In its proposed “State and Local Housing Flexibility Act of 2005”, S. 771, the Administration has revived its 2004 proposal for a “Flexible Voucher Program.” This bill would place new obstacles in the path of low-income families seeking to move to lower poverty communities, and by eliminating the current system of “income targeting” of vouchers towards the neediest families in the Section 8 program, the bill could also deprive up to several hundred thousand Black and Latino families of essential housing opportunities during the next 5-10 years, if housing agencies elect to remove income targeting guidelines.
Restricting the right of housing choice
The bill as currently drafted would restrict the ability of families to move to communities of their choice and would impede their ability to move to lower-poverty (and higher-rent) neighborhoods, in two ways.

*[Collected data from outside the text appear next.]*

//! Sending-session orchestrator.
//!
//! Sequences a complete send: local-IP handshake, fresh responder per
//! session, route registration, metadata announce over the signaling channel
//! and the wait for the receiver's finish callback. Queued sends (file lists,
//! folder trees) register everything up front, announce one queue-init
//! message plus one announce per file, and wait on a single queue-level
//! completion.

use std::net::{IpAddr, Ipv4Addr};
use std::path::{Path, PathBuf};
use std::sync::{Arc, Mutex};
use std::time::{Duration, SystemTime};

use slicewire_discovery::{HandshakeClient, IpProbe, local_candidate_ips};
use slicewire_protocol::{
    ANNOUNCE_DELAY, COMMUNICATION_PORT, FILE_SLICE_MAX_LENGTH, FieldMap, FileAnnounce,
    QUEUE_FINISH_KEY_LENGTH, QueueInitAnnounce, SignalingChannel,
};
use slicewire_responder::{Responder, ResponderFactory};
use tokio::sync::oneshot;

use crate::TransferError;
use crate::completion::CompletionSignal;
use crate::folder::flatten_folder;
use crate::progress::{ProgressEvent, ProgressRelay, TransferState};
use crate::routes::{register_file_routes, register_queue_finish_route};
use crate::slicing::{compute_slice_layout, random_alphanumeric};
use crate::table::{FileDetails, KeyTable};

/// Tunables for a [`FileSender`]. The defaults are the wire contract; tests
/// shrink them to exercise multi-slice flows with small files.
#[derive(Debug, Clone)]
pub struct SenderConfig {
    /// Port the responder binds. Zero lets the OS pick.
    pub port: u16,
    /// Maximum slice length in bytes.
    pub slice_max_len: u64,
    /// Pause before each announce, giving the receiver time to get ready.
    pub announce_delay: Duration,
}

impl Default for SenderConfig {
    fn default() -> Self {
        Self {
            port: COMMUNICATION_PORT,
            slice_max_len: FILE_SLICE_MAX_LENGTH,
            announce_delay: ANNOUNCE_DELAY,
        }
    }
}

type SharedListener = Arc<dyn Fn(ProgressEvent) + Send + Sync>;

/// The sending side of a slicewire transfer.
///
/// One value per paired peer; each top-level send runs on a fresh responder
/// and a cleared key table, so keys from an earlier send are dead the moment
/// a new one starts.
pub struct FileSender {
    signaling: Arc<dyn SignalingChannel>,
    factory: Arc<dyn ResponderFactory>,
    handshake: HandshakeClient,
    config: SenderConfig,
    server: tokio::sync::Mutex<Option<Arc<dyn Responder>>>,
    table: Arc<KeyTable>,
    relay: Arc<ProgressRelay>,
    listener: Arc<Mutex<Option<SharedListener>>>,
}

impl FileSender {
    pub fn new(
        signaling: Arc<dyn SignalingChannel>,
        factory: Arc<dyn ResponderFactory>,
        probe: Arc<dyn IpProbe>,
    ) -> Self {
        Self::with_config(signaling, factory, probe, SenderConfig::default())
    }

    pub fn with_config(
        signaling: Arc<dyn SignalingChannel>,
        factory: Arc<dyn ResponderFactory>,
        probe: Arc<dyn IpProbe>,
        config: SenderConfig,
    ) -> Self {
        Self {
            signaling,
            factory,
            handshake: HandshakeClient::new(probe, local_candidate_ips()),
            config,
            server: tokio::sync::Mutex::new(None),
            table: Arc::new(KeyTable::new()),
            relay: Arc::new(ProgressRelay::new()),
            listener: Arc::new(Mutex::new(None)),
        }
    }

    /// Installs the progress listener. Replaces any previous one.
    pub fn on_progress(&self, callback: impl Fn(ProgressEvent) + Send + Sync + 'static) {
        *self.listener.lock().unwrap() = Some(Arc::new(callback));
    }

    /// Sends a single file into `directory` on the receiver (empty for the
    /// receiver's default location) and waits for its finish callback.
    pub async fn send_file(&self, path: &Path, directory: &str) -> Result<(), TransferError> {
        let my_ip = self.ensure_handshake().await?;
        let responder = self.init_server(&my_ip).await?;
        self.install_passthrough_listener();

        let (announce, rx) = self.prepare_file(&responder, path, directory, &my_ip).await?;
        tracing::info!(file = %path.display(), key = %announce.download_key, "announcing file");
        self.announce(announce.to_fields()?).await?;
        wait_for_finish(rx).await
    }

    /// Sends a list of files as one queue, all placed in `directory` on the
    /// receiver.
    pub async fn send_files(
        &self,
        paths: &[PathBuf],
        directory: &str,
    ) -> Result<(), TransferError> {
        let entries: Vec<(String, PathBuf)> = paths
            .iter()
            .map(|p| (directory.to_string(), p.clone()))
            .collect();
        self.send_queue(entries).await
    }

    /// Sends a folder tree as one queue, preserving relative placement.
    pub async fn send_folder(&self, folder: &Path) -> Result<(), TransferError> {
        let entries = flatten_folder(folder).await?;
        self.send_queue(entries).await
    }

    async fn send_queue(&self, entries: Vec<(String, PathBuf)>) -> Result<(), TransferError> {
        if entries.is_empty() {
            return Ok(());
        }

        let my_ip = self.ensure_handshake().await?;
        let responder = self.init_server(&my_ip).await?;

        // Register every file before anything is announced, so no route the
        // receiver may request is ever missing.
        let mut announces = Vec::with_capacity(entries.len());
        let mut total_slices = 0u64;
        for (directory, path) in &entries {
            let (announce, _rx) = self.prepare_file(&responder, path, directory, &my_ip).await?;
            total_slices += announce.slices_count;
            announces.push(announce);
        }

        let queue_finish_key = random_alphanumeric(QUEUE_FINISH_KEY_LENGTH);
        let (queue_completion, queue_rx) = CompletionSignal::channel();
        register_queue_finish_route(&responder, &queue_finish_key, &queue_completion);

        self.install_queue_listener(total_slices);

        tracing::info!(
            files = entries.len(),
            total_slices,
            "announcing queued send"
        );
        let init = QueueInitAnnounce::new(total_slices, &queue_finish_key, &my_ip);
        self.announce(init.to_fields()?).await?;
        for announce in &announces {
            self.announce(announce.to_fields()?).await?;
        }

        let result = wait_for_finish(queue_rx).await;
        if result.is_ok() {
            self.notify(ProgressEvent::finished(total_slices));
        }
        result
    }

    async fn ensure_handshake(&self) -> Result<String, TransferError> {
        let result = self.handshake.handshake().await;
        if result.success {
            Ok(result.my_ip)
        } else {
            Err(TransferError::HandshakeFailed)
        }
    }

    /// Tears down any previous session and starts a fresh responder.
    async fn init_server(&self, my_ip: &str) -> Result<Arc<dyn Responder>, TransferError> {
        let mut server = self.server.lock().await;
        if let Some(old) = server.take() {
            old.dispose();
        }
        self.table.clear();

        let responder = self.factory.generate();
        let ip: IpAddr = my_ip.parse().unwrap_or(IpAddr::V4(Ipv4Addr::UNSPECIFIED));
        responder.start(ip, self.config.port).await?;
        *server = Some(Arc::clone(&responder));
        Ok(responder)
    }

    /// Registers a file's slices and finish route, returning its announce and
    /// the completion receiver for its finish callback.
    async fn prepare_file(
        &self,
        responder: &Arc<dyn Responder>,
        path: &Path,
        directory: &str,
        server_ip: &str,
    ) -> Result<(FileAnnounce, oneshot::Receiver<String>), TransferError> {
        let metadata = tokio::fs::metadata(path).await?;
        let file_size = metadata.len();
        let layout = compute_slice_layout(file_size, self.config.slice_max_len);

        let key = self
            .table
            .register(FileDetails::new(path.to_path_buf(), layout));
        let (completion, rx) = CompletionSignal::channel();
        register_file_routes(
            responder,
            &key,
            &self.table,
            &self.relay,
            &completion,
            self.config.slice_max_len,
        );

        let date_modified = unix_millis(metadata.modified())
            .unwrap_or_else(|| chrono::Utc::now().timestamp_millis());
        // Not every filesystem records a creation time.
        let date_created = unix_millis(metadata.created()).unwrap_or(date_modified);

        let file_name = path
            .file_name()
            .map(|n| n.to_string_lossy().into_owned())
            .unwrap_or_default();
        let announce = FileAnnounce::new(
            key,
            layout.slices_count,
            file_name,
            date_modified,
            date_created,
            file_size,
            directory,
            server_ip,
        );
        Ok((announce, rx))
    }

    /// Delivers one announce after the configured delay, requiring an
    /// end-to-end acknowledgement.
    async fn announce(&self, fields: FieldMap) -> Result<(), TransferError> {
        tokio::time::sleep(self.config.announce_delay).await;
        let outcome = self.signaling.send(fields).await;
        if outcome.is_success() {
            Ok(())
        } else {
            Err(TransferError::AnnounceFailed(outcome.detail))
        }
    }

    /// Single-file mode: events pass through to the listener unchanged.
    fn install_passthrough_listener(&self) {
        let listener = Arc::clone(&self.listener);
        self.relay.replace(Box::new(move |event| {
            let current = listener.lock().unwrap().as_ref().map(Arc::clone);
            if let Some(listener) = current {
                listener(event);
            }
        }));
    }

    /// Queue mode: per-file events are re-based onto the queue-wide slice
    /// total. Each file's `Finished` advances the offset instead of reaching
    /// the listener; the queue emits its own terminal event.
    fn install_queue_listener(&self, total_slices: u64) {
        let listener = Arc::clone(&self.listener);
        let finished_offset = Arc::new(Mutex::new(0u64));
        self.relay.replace(Box::new(move |event| {
            let rebased = match event.state {
                TransferState::DataTransfer => {
                    let offset = *finished_offset.lock().unwrap();
                    Some(ProgressEvent::data_transfer(
                        offset + event.current_part,
                        total_slices,
                    ))
                }
                TransferState::Finished => {
                    *finished_offset.lock().unwrap() += event.total;
                    None
                }
                TransferState::Error => Some(ProgressEvent {
                    state: TransferState::Error,
                    current_part: event.current_part,
                    total: total_slices,
                    message: event.message,
                }),
            };
            if let Some(rebased) = rebased {
                let current = listener.lock().unwrap().as_ref().map(Arc::clone);
                if let Some(listener) = current {
                    listener(rebased);
                }
            }
        }));
    }

    fn notify(&self, event: ProgressEvent) {
        let current = self.listener.lock().unwrap().as_ref().map(Arc::clone);
        if let Some(listener) = current {
            listener(event);
        }
    }
}

impl Drop for FileSender {
    fn drop(&mut self) {
        if let Ok(mut guard) = self.server.try_lock() {
            if let Some(server) = guard.take() {
                server.dispose();
            }
        }
    }
}

/// Maps a finish-callback resolution to the send's result. An empty message
/// is success; anything else is the receiver's diagnostic.
async fn wait_for_finish(rx: oneshot::Receiver<String>) -> Result<(), TransferError> {
    match rx.await {
        Ok(message) if message.is_empty() => Ok(()),
        Ok(message) => Err(TransferError::ReceiverReported(message)),
        Err(_) => Err(TransferError::ReceiverReported(
            "completion channel closed".into(),
        )),
    }
}

fn unix_millis(time: std::io::Result<SystemTime>) -> Option<i64> {
    time.ok()
        .map(|t| chrono::DateTime::<chrono::Utc>::from(t).timestamp_millis())
}

#[cfg(test)]
mod tests {
    use super::*;

    #[test]
    fn default_config_uses_wire_constants() {
        let config = SenderConfig::default();
        assert_eq!(config.port, COMMUNICATION_PORT);
        assert_eq!(config.slice_max_len, FILE_SLICE_MAX_LENGTH);
        assert_eq!(config.announce_delay, ANNOUNCE_DELAY);
    }

    #[test]
    fn unix_millis_maps_epoch() {
        let t = SystemTime::UNIX_EPOCH + Duration::from_millis(1_700_000_000_123);
        assert_eq!(unix_millis(Ok(t)), Some(1_700_000_000_123));
        let err: std::io::Result<SystemTime> =
            Err(std::io::Error::new(std::io::ErrorKind::Unsupported, "no"));
        assert_eq!(unix_millis(err), None);
    }
}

First, the bill would continue a version of the new voucher budgeting system (begun in the 2004 fiscal year) that limits Public Housing Agencies (PHAs) to a fixed sum of funds for the year, based on the prior year’s housing voucher budget, with no right to receive extra funds when costs for individual vouchers increase.1 This funding system, which replaced a system that paid agencies for the actual cost of vouchers in use, creates a financial conflict on the local level between the number and the quality of housing placements. In other words, since apartments in segregated, higher poverty neighborhoods are more likely to have lower rents, an agency will face pressure to serve more families by approving tenancies in those areas rather than paying the higher cost of subsidies for families to move to housing located in better areas. This system has already led to reductions in allowable rents across the country, and denials of family moves to higher cost areas. This type of conflict is bad for fair housing, deprives poor families of choice, and it will lead inexorably to more segregation. HUD knows that the problem could be ameliorated with a special reserve fund for moves to lower poverty areas, but such a reserve fund does not appear in the bill.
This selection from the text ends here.